### Source material
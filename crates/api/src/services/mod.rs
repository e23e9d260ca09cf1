//! Business logic services.
//!
//! # Services
//!
//! - `auth` - password hashing, access tokens and user resolution

pub mod auth;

### Directions for this task
Each record above, in full: retype it verbatim.

### Solution for this problem
filename crates/api/src/services/mod.rs
repository e23e9d260ca09cf1
//! Business logic services.
//!
//! # Services
//!
//! - `auth` - password hashing, access tokens and user resolution

pub mod auth;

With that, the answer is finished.